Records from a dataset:

[Start of Attachment]

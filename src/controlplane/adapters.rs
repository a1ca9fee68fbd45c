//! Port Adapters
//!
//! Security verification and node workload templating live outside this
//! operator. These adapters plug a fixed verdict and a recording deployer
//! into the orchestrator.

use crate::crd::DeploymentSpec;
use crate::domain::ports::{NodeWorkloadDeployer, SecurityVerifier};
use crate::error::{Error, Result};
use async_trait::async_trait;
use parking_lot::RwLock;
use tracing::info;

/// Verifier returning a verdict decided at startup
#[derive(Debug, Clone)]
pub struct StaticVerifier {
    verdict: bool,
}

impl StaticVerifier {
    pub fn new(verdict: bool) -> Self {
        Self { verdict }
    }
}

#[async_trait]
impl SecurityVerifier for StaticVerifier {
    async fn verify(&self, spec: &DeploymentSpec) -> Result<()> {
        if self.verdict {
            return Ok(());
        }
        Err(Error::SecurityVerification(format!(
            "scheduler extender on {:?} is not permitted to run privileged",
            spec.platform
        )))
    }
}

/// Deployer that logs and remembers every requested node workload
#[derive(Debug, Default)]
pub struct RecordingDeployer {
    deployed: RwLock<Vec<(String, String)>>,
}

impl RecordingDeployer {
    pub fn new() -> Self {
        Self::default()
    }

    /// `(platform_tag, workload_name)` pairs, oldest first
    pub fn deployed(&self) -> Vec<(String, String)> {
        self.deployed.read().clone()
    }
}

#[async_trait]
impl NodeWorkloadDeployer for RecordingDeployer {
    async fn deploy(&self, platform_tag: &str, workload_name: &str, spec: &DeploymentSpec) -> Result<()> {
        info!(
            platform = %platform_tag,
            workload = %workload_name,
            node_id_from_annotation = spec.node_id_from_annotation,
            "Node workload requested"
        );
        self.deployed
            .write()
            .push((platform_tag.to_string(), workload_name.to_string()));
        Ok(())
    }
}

[End of Attachment]

Lines with "verdict": state how many there are in the records, and nothing more.

6